◆ **Your task**
Check each line of the listing for the word "reason" and report how many lines contain it, giving nothing but the number.

----------

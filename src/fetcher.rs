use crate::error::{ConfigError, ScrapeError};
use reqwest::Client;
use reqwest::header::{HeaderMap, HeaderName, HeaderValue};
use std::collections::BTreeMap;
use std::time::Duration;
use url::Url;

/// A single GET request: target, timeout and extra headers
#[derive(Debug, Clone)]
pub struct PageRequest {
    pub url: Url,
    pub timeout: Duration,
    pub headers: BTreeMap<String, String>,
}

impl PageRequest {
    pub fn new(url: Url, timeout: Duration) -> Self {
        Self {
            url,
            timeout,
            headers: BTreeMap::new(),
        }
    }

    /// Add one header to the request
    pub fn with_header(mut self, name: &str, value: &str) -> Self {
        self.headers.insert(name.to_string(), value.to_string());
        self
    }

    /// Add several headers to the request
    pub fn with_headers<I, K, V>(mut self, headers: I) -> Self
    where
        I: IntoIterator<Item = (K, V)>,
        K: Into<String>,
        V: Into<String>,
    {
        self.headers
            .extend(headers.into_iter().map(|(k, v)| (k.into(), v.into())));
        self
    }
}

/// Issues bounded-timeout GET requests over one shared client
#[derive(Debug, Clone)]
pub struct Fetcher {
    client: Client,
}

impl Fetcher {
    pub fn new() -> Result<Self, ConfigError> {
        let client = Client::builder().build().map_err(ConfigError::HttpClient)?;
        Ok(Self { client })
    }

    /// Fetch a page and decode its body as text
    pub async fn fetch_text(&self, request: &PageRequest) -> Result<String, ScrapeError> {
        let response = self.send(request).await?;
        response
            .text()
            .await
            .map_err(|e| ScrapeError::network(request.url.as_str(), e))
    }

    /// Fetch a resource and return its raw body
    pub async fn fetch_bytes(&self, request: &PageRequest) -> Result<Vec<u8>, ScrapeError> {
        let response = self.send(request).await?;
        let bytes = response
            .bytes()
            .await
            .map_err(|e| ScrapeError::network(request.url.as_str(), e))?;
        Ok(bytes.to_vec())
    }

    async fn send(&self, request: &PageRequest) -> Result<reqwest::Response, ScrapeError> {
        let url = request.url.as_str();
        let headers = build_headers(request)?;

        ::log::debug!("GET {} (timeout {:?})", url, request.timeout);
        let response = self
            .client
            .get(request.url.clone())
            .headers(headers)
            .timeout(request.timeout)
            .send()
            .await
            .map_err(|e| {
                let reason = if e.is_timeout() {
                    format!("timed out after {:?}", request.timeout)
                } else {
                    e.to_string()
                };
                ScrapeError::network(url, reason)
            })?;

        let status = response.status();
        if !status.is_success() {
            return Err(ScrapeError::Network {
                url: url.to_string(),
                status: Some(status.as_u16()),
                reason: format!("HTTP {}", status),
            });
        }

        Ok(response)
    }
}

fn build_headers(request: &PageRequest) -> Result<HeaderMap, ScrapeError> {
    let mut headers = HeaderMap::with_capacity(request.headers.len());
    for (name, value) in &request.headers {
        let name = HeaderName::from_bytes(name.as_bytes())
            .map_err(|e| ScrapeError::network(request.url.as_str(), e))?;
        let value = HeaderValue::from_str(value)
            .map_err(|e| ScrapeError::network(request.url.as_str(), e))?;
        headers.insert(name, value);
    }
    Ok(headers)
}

----------

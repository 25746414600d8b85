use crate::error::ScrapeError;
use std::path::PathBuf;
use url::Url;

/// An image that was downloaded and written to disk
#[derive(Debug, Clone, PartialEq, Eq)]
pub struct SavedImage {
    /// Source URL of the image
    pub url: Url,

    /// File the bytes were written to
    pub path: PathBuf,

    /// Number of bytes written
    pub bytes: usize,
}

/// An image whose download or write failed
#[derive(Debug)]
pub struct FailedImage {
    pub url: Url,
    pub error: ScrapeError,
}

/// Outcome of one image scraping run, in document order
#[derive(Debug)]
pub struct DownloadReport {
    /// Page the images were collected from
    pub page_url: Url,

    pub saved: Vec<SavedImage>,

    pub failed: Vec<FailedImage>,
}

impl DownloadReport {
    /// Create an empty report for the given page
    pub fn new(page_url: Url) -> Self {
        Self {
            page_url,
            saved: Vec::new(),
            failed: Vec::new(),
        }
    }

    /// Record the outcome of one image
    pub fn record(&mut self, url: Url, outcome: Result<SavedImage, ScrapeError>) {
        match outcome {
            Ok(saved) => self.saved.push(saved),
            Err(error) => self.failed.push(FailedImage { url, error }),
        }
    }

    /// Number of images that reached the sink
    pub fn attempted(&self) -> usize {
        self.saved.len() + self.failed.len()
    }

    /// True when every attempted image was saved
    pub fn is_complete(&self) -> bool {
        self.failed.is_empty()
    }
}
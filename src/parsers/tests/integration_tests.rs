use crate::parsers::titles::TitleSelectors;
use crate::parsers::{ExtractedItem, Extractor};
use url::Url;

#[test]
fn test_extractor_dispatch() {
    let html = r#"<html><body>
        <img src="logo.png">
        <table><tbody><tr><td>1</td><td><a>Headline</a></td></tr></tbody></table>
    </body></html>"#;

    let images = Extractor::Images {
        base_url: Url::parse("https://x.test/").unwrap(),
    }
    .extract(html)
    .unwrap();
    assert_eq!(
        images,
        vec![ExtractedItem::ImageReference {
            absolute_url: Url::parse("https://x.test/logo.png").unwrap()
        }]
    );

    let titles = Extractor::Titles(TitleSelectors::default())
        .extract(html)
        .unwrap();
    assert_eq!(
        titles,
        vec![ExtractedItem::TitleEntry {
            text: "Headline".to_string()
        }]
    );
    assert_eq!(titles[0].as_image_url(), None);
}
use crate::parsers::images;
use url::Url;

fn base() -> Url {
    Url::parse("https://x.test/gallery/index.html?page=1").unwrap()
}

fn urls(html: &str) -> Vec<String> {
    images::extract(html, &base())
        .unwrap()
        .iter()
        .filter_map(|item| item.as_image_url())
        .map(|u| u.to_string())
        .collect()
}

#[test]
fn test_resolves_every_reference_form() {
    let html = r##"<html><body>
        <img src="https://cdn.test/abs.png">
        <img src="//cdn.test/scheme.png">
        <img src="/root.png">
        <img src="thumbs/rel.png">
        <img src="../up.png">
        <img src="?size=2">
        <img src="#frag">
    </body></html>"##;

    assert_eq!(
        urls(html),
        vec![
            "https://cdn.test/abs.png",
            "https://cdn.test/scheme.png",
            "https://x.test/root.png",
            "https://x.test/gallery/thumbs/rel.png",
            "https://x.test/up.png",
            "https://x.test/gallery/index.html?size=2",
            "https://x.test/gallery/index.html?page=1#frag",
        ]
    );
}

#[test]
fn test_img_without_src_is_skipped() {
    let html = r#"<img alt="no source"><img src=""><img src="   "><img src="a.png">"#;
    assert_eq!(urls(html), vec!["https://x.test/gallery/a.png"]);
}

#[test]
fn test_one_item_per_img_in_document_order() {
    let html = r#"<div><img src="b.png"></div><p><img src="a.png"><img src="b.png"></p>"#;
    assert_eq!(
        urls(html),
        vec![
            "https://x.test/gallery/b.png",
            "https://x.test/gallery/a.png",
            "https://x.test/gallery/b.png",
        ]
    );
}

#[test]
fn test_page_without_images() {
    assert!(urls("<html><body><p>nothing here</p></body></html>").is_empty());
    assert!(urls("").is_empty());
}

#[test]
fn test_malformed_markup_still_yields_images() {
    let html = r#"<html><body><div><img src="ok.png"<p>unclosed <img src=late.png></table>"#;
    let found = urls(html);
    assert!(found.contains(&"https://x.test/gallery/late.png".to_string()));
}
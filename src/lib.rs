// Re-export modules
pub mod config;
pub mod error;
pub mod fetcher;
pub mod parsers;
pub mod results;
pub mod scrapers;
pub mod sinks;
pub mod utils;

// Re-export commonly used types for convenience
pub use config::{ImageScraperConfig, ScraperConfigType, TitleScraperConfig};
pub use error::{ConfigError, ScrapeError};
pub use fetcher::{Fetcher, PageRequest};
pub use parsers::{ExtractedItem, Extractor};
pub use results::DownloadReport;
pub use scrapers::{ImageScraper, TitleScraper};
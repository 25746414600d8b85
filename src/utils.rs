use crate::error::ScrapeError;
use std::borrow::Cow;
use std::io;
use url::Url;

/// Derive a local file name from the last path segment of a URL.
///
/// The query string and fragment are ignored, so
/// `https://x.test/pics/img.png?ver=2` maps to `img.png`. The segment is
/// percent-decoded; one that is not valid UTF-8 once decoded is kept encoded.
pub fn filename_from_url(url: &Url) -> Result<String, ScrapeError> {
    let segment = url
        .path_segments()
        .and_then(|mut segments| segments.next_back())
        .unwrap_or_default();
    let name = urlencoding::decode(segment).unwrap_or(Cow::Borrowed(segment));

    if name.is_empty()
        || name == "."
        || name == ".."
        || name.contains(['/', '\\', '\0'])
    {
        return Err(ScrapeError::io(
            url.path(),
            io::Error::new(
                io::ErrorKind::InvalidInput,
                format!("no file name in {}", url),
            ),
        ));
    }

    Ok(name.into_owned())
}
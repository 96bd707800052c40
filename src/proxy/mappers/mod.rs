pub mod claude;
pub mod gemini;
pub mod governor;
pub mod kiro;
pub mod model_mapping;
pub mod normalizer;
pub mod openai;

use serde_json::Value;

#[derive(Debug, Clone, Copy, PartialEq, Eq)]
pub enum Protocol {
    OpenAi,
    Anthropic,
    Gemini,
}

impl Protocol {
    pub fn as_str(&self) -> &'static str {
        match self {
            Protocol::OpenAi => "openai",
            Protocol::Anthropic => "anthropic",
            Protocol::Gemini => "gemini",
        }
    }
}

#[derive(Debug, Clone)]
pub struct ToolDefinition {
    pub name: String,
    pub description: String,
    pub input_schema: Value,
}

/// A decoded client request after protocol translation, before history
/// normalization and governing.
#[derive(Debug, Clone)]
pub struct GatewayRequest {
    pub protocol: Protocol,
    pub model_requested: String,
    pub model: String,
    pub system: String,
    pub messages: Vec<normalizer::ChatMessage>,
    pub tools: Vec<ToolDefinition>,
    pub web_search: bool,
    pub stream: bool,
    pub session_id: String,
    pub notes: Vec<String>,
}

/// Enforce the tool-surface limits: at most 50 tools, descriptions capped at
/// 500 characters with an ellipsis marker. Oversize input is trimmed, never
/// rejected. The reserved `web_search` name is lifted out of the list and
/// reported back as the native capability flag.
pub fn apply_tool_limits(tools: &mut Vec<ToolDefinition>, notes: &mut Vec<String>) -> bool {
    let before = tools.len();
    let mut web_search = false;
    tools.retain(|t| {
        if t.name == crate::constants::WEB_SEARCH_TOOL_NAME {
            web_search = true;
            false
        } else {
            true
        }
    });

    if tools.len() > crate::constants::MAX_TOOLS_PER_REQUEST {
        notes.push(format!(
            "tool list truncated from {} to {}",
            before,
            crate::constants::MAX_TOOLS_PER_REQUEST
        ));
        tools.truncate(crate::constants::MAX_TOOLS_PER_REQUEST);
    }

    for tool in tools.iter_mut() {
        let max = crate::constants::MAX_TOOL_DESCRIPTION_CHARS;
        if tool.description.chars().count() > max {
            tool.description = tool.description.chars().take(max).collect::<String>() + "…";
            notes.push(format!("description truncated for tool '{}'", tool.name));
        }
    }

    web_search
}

----------

◆ **Task output**
3